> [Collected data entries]
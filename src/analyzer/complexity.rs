//! Cyclomatic complexity per file.
//!
//! Files with a tree-sitter grammar are measured on the syntax tree (see
//! `syntax`). Other files, or builds without the `tree-sitter` feature, use a
//! text estimate calculated as:
//! - Start at 1
//! - Add 1 for each: if, for, while, case, catch, elif, except, &&, ||, ternary `?`
//!
//! Comment lines are ignored. This is an estimate over whole files, not a
//! per-function measure; it is meant to surface files that need splitting.

use lazy_static::lazy_static;
use rayon::prelude::*;
use regex::Regex;
use serde::{Deserialize, Serialize};
use std::path::Path;
use tracing::{debug, warn};

use super::syntax::syntax_complexity;
use super::{relative_path, Analyzer, AnalyzerData, ScanContext, COMPLEXITY};

lazy_static! {
    static ref DECISION_POINT: Regex =
        Regex::new(r"\b(?:if|for|while|case|catch|elif|except)\b|&&|\|\||\s\?\s").unwrap();
}

/// Complexity of a single file.
#[derive(Debug, Clone, PartialEq, Eq, Serialize, Deserialize)]
#[serde(rename_all = "camelCase")]
pub struct FileComplexity {
    pub path: String,
    pub complexity: u32,
    pub lines: usize,
}

/// Payload produced by the complexity analyzer.
#[derive(Debug, Clone, Default, Serialize, Deserialize)]
#[serde(rename_all = "camelCase")]
pub struct ComplexityData {
    pub files: Vec<FileComplexity>,
    /// Per-file limit the scan ran with
    pub max_file_complexity: u32,
    #[serde(default)]
    pub skipped_files: Vec<String>,
}

impl ComplexityData {
    pub fn files_analyzed(&self) -> usize {
        self.files.len()
    }

    pub fn average_complexity(&self) -> f64 {
        if self.files.is_empty() {
            return 0.0;
        }
        self.files.iter().map(|f| f.complexity as f64).sum::<f64>() / self.files.len() as f64
    }

    pub fn max_complexity(&self) -> u32 {
        self.files.iter().map(|f| f.complexity).max().unwrap_or(0)
    }

    /// Files above the configured limit.
    pub fn over_limit(&self) -> impl Iterator<Item = &FileComplexity> {
        self.files
            .iter()
            .filter(move |f| f.complexity > self.max_file_complexity)
    }
}

fn is_comment(line: &str) -> bool {
    let trimmed = line.trim_start();
    trimmed.starts_with("//")
        || trimmed.starts_with('#')
        || trimmed.starts_with("/*")
        || trimmed.starts_with('*')
}

/// Measure a file, preferring the syntax tree over the text estimate.
pub fn file_complexity(path: &Path, source: &str) -> u32 {
    path.extension()
        .and_then(|e| e.to_str())
        .and_then(|ext| syntax_complexity(ext, source))
        .unwrap_or_else(|| estimate_complexity(source))
}

/// Estimate cyclomatic complexity of a source text.
pub fn estimate_complexity(source: &str) -> u32 {
    let decisions: usize = source
        .lines()
        .filter(|l| !is_comment(l))
        .map(|l| DECISION_POINT.find_iter(l).count())
        .sum();
    1 + decisions as u32
}

fn measure_files(root: &Path, files: &[std::path::PathBuf]) -> (Vec<FileComplexity>, Vec<String>) {
    let measured: Vec<Result<FileComplexity, String>> = files
        .par_iter()
        .map(|path| {
            let rel = relative_path(root, path).to_string_lossy().to_string();
            match std::fs::read_to_string(path) {
                Ok(source) => Ok(FileComplexity {
                    complexity: file_complexity(path, &source),
                    lines: source.lines().count(),
                    path: rel,
                }),
                Err(e) => {
                    warn!("skipping unreadable file {}: {}", path.display(), e);
                    Err(rel)
                }
            }
        })
        .collect();

    let mut ok = Vec::new();
    let mut skipped = Vec::new();
    for m in measured {
        match m {
            Ok(f) => ok.push(f),
            Err(rel) => skipped.push(rel),
        }
    }
    (ok, skipped)
}

pub struct ComplexityAnalyzer;

#[async_trait::async_trait]
impl Analyzer for ComplexityAnalyzer {
    fn name(&self) -> &'static str {
        COMPLEXITY
    }

    async fn analyze(&self, ctx: &ScanContext) -> anyhow::Result<AnalyzerData> {
        let root = ctx.project_path().to_path_buf();
        let files = ctx.source_files();
        let limit = ctx.config.complexity.max_file_complexity;

        let (measured, skipped) =
            tokio::task::spawn_blocking(move || measure_files(&root, &files)).await?;

        if ctx.debug() {
            debug!(
                "{}: {} files measured, {} skipped",
                ctx.project.name,
                measured.len(),
                skipped.len()
            );
        }

        Ok(AnalyzerData::Complexity(ComplexityData {
            files: measured,
            max_file_complexity: limit,
            skipped_files: skipped,
        }))
    }
}

#[cfg(test)]
mod tests {
    use super::*;
    use crate::analyzer::testing::context_for;
    use crate::workspace::ProjectKind;
    use tempfile::TempDir;

    #[test]
    fn test_estimate_complexity() {
        let source = r#"
function process(x) {
    // if this comment counted the estimate would be wrong
    if (x > 0) {
        for (let i = 0; i < x; i++) {
            if (i % 2 === 0 && i > 5) {
                return i;
            }
        }
    }
    return x > 10 ? 1 : 0;
}
"#;
        // 1 (base) + 2 (if) + 1 (for) + 1 (&&) + 1 (ternary) = 6
        assert_eq!(estimate_complexity(source), 6);
    }

    #[test]
    fn test_straight_line_code() {
        assert_eq!(estimate_complexity("let a = 1;\nlet b = a + 2;\n"), 1);
        // identifiers containing keywords are not decision points
        assert_eq!(estimate_complexity("let iffy = format(forest);"), 1);
    }

    #[test]
    fn test_file_without_grammar_uses_estimate() {
        let source = "if a and b:\n    pass\n";
        assert_eq!(file_complexity(Path::new("notes.txt"), source), 2);
    }

    #[test]
    fn test_data_helpers() {
        let data = ComplexityData {
            files: vec![
                FileComplexity {
                    path: "a.ts".to_string(),
                    complexity: 4,
                    lines: 10,
                },
                FileComplexity {
                    path: "b.ts".to_string(),
                    complexity: 30,
                    lines: 200,
                },
            ],
            max_file_complexity: 20,
            skipped_files: vec![],
        };
        assert_eq!(data.files_analyzed(), 2);
        assert_eq!(data.max_complexity(), 30);
        assert!((data.average_complexity() - 17.0).abs() < f64::EPSILON);
        let over: Vec<_> = data.over_limit().map(|f| f.path.as_str()).collect();
        assert_eq!(over, vec!["b.ts"]);
    }

    #[tokio::test]
    async fn test_analyzer_measures_project() {
        let temp = TempDir::new().unwrap();
        std::fs::create_dir_all(temp.path().join("src")).unwrap();
        std::fs::write(
            temp.path().join("src/main.ts"),
            "if (a) { run(); }\nwhile (b) { step(); }\n",
        )
        .unwrap();

        let ctx = context_for(temp.path(), ProjectKind::Application);
        let result = ComplexityAnalyzer.run(&ctx).await;
        assert!(result.success);
        let Some(AnalyzerData::Complexity(data)) = result.data else {
            panic!("expected complexity payload");
        };
        assert_eq!(data.files.len(), 1);
        assert_eq!(data.files[0].path, "src/main.ts");
        assert_eq!(data.files[0].complexity, 3);
        assert_eq!(data.max_file_complexity, 20);
    }
}
//! Project and workspace aggregation.

use chrono::Utc;
use indexmap::IndexMap;
use std::collections::BTreeMap;
use tracing::{debug, warn};

use crate::scan::{ProjectScan, ScanOutcome};

use super::{
    clamp_score, AggregateHealth, AnalyzerConfigs, Priority, ProjectReport, Recommendation,
    Trend, UnavailableAnalyzer, WorkspaceReport,
};

/// Score movement, in points, still reported as stable.
pub const TREND_TOLERANCE: f64 = 2.0;

/// Build one project's report from its analyzer results.
///
/// Only successful results with a registered profile contribute, and their
/// weights are renormalized over that subset. With no contributors the
/// overall score is 0.
pub fn aggregate_project(scan: &ProjectScan, configs: &AnalyzerConfigs) -> ProjectReport {
    let mut summaries = IndexMap::new();
    let mut recommendations = Vec::new();
    let mut unavailable = Vec::new();
    let mut total_score = 0.0;
    let mut total_weight = 0.0;

    for result in &scan.results {
        let data = match (&result.data, result.success) {
            (Some(data), true) => data,
            _ => {
                unavailable.push(UnavailableAnalyzer {
                    analyzer: result.analyzer_name.clone(),
                    errors: result.errors.clone(),
                });
                continue;
            }
        };

        let Some(config) = configs.get(&result.analyzer_name) else {
            debug!("no profile for {}, ignoring its result", result.analyzer_name);
            continue;
        };
        let Some(summary) = config.summarize(data) else {
            warn!(
                "{} returned a payload its profile cannot read, ignoring",
                result.analyzer_name
            );
            continue;
        };

        total_score += summary.score * config.weight;
        total_weight += config.weight;

        if summary.score < config.thresholds.critical {
            recommendations.push(Recommendation {
                priority: Priority::High,
                analyzer: config.name.clone(),
                message: format!(
                    "{} score {:.0} is below the critical threshold of {:.0}",
                    config.name, summary.score, config.thresholds.critical
                ),
                projects: Vec::new(),
            });
        } else if summary.score < config.thresholds.warning {
            recommendations.push(Recommendation {
                priority: Priority::Medium,
                analyzer: config.name.clone(),
                message: format!(
                    "{} score {:.0} is below the warning threshold of {:.0}",
                    config.name, summary.score, config.thresholds.warning
                ),
                projects: Vec::new(),
            });
        }

        for issue in summary.critical_issues() {
            let message = match &issue.file {
                Some(file) => format!("{}: {}", file, issue.message),
                None => issue.message.clone(),
            };
            recommendations.push(Recommendation {
                priority: Priority::High,
                analyzer: config.name.clone(),
                message,
                projects: Vec::new(),
            });
        }

        summaries.insert(result.analyzer_name.clone(), summary);
    }

    let overall_score = if total_weight > 0.0 {
        clamp_score(total_score / total_weight)
    } else {
        0.0
    };
    // stable sort keeps analyzer order within a priority
    recommendations.sort_by_key(|r| r.priority);

    ProjectReport {
        project_name: scan.project.name.clone(),
        kind: scan.project.kind,
        overall_score,
        summaries,
        recommendations,
        unavailable,
    }
}

/// Compare against a previous aggregate score.
pub fn compute_trend(current: f64, previous: Option<f64>) -> Trend {
    match previous {
        Some(prev) if current - prev > TREND_TOLERANCE => Trend::Improving,
        Some(prev) if prev - current > TREND_TOLERANCE => Trend::Declining,
        _ => Trend::Stable,
    }
}

/// Build the workspace report for a completed (or cancelled) scan.
pub fn aggregate_workspace(
    outcome: &ScanOutcome,
    configs: &AnalyzerConfigs,
    previous: Option<&WorkspaceReport>,
) -> WorkspaceReport {
    let project_reports: Vec<ProjectReport> = outcome
        .projects
        .values()
        .map(|scan| aggregate_project(scan, configs))
        .collect();

    let mut critical_issues: BTreeMap<String, usize> = BTreeMap::new();
    for report in &project_reports {
        for (name, summary) in &report.summaries {
            *critical_issues.entry(name.clone()).or_insert(0) += summary.critical_issues().count();
        }
    }

    let total = project_reports.len();
    let mut recommendations = Vec::new();
    for config in configs.iter() {
        let affected: Vec<String> = project_reports
            .iter()
            .filter(|r| {
                r.summaries
                    .get(&config.name)
                    .map(|s| s.score < config.thresholds.warning)
                    .unwrap_or(false)
            })
            .map(|r| r.project_name.clone())
            .collect();

        if !affected.is_empty() && affected.len() * 3 > total {
            recommendations.push(Recommendation {
                priority: Priority::High,
                analyzer: config.name.clone(),
                message: format!(
                    "widespread {} issue: {} of {} projects are below the warning threshold",
                    config.name,
                    affected.len(),
                    total
                ),
                projects: affected,
            });
        }
    }

    let score = if total == 0 {
        0.0
    } else {
        project_reports.iter().map(|r| r.overall_score).sum::<f64>() / total as f64
    };
    let trend = compute_trend(score, previous.map(|p| p.aggregate_health.score));

    WorkspaceReport {
        timestamp: Utc::now(),
        project_reports,
        aggregate_health: AggregateHealth { score, trend },
        critical_issues,
        recommendations,
        partial: outcome.partial,
        failed_projects: outcome.failed.clone(),
    }
}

> [WORK REQUEST]
Wherever a line in the data above holds "ternary", copy that line.

> [ANSWER FOR THE TASK]
//! - Add 1 for each: if, for, while, case, catch, elif, except, &&, ||, ternary `?`
        // 1 (base) + 2 (if) + 1 (for) + 1 (&&) + 1 (ternary) = 6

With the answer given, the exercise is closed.